*** PROVIDED RECORDS ***

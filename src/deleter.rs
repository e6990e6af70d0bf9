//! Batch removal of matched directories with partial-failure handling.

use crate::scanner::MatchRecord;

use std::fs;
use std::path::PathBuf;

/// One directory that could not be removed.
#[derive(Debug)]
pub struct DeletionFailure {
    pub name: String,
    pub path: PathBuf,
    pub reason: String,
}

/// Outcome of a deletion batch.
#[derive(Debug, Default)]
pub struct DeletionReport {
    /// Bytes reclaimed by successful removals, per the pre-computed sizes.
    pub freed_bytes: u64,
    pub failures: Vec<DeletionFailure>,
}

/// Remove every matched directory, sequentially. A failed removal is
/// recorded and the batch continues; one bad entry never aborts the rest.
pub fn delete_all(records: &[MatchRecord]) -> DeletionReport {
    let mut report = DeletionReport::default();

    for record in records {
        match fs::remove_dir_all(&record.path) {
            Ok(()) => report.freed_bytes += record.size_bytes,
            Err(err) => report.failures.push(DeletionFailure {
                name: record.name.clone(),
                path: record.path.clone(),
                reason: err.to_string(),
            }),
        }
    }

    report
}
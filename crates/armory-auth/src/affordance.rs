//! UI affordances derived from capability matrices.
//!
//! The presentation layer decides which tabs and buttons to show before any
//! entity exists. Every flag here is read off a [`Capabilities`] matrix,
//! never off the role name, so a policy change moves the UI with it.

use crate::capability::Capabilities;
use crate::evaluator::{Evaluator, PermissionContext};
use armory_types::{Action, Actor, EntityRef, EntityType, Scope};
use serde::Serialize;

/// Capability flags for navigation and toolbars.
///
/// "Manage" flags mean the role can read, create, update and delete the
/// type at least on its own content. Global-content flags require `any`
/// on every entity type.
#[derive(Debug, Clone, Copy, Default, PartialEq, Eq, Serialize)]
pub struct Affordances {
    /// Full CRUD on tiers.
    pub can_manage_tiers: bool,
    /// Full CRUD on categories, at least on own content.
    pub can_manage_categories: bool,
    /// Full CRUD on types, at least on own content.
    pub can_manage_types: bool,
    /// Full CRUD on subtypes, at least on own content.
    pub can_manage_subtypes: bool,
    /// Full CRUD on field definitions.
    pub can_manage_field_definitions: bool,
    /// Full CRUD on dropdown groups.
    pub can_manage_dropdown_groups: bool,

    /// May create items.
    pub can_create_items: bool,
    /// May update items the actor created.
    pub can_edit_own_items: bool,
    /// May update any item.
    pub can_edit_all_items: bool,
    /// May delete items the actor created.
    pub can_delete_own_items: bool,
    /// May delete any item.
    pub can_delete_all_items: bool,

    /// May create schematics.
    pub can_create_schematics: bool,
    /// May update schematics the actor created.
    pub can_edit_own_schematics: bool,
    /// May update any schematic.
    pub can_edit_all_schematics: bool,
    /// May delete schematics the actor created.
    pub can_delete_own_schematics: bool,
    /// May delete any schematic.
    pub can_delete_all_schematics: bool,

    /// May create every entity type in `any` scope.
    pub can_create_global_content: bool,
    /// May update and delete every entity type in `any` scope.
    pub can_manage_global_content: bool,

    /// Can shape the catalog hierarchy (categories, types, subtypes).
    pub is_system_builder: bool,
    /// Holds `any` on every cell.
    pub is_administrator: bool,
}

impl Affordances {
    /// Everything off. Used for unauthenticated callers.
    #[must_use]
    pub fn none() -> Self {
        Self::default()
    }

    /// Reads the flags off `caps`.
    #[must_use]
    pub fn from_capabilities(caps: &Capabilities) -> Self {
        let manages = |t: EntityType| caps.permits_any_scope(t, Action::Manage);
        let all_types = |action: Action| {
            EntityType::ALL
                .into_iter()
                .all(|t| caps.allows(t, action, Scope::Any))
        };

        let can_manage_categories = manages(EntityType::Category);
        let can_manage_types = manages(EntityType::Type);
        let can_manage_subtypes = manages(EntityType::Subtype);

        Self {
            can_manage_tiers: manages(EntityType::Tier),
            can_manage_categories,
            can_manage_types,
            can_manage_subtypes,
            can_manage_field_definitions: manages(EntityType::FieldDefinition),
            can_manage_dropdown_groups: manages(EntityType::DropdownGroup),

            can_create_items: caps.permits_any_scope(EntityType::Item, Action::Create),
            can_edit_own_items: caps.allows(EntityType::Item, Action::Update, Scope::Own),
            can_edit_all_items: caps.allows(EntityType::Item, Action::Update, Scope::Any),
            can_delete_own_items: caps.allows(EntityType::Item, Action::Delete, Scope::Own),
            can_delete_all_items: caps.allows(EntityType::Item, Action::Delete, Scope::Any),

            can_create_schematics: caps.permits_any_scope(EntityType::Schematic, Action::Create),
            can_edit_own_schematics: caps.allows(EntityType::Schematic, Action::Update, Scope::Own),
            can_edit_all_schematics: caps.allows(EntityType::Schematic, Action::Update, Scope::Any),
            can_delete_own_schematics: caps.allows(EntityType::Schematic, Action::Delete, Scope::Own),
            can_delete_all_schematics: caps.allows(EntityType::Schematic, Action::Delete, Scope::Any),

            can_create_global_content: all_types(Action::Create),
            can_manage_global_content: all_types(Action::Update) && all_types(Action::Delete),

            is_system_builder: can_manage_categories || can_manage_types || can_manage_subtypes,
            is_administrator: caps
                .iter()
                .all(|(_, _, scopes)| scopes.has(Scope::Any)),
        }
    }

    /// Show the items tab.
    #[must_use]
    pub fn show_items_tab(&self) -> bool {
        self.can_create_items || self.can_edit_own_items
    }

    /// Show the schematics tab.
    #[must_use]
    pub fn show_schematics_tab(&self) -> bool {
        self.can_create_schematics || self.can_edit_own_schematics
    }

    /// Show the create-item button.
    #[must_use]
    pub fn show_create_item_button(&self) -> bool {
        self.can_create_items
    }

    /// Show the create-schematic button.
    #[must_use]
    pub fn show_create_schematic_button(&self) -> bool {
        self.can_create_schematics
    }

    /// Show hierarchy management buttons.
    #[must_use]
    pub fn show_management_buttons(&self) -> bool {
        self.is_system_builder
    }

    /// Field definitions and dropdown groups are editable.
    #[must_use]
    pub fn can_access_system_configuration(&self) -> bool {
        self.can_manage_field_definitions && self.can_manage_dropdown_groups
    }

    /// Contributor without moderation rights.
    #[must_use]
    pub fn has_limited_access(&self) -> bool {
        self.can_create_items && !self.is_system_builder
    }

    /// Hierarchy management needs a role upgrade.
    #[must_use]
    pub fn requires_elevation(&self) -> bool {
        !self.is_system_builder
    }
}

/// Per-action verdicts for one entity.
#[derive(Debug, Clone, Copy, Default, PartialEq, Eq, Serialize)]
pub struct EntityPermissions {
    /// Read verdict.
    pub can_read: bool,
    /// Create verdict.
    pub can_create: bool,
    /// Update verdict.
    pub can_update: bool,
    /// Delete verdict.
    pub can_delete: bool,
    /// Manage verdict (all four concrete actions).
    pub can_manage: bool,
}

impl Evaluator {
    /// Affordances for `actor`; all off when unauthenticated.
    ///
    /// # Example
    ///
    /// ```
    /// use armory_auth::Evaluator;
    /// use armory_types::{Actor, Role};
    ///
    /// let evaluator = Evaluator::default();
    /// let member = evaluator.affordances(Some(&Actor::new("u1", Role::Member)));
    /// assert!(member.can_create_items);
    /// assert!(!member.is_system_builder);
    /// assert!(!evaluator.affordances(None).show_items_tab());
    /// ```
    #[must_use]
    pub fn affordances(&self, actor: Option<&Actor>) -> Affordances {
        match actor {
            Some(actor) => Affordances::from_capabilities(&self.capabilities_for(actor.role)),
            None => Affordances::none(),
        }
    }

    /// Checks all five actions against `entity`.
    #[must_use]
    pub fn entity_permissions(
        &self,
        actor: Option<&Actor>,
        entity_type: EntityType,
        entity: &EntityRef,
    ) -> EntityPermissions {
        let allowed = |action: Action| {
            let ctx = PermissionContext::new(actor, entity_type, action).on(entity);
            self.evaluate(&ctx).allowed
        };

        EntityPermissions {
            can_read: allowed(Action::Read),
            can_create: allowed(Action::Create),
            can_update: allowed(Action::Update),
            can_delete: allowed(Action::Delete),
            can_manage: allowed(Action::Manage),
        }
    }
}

*** End of PROVIDED RECORDS ***

YOUR ASSIGNMENT:
Find "never" in the preceding records. Copy each line that holds it.

ANSWER SPACE:
/// recorded and the batch continues; one bad entry never aborts the rest.
//! never off the role name, so a policy change moves the UI with it.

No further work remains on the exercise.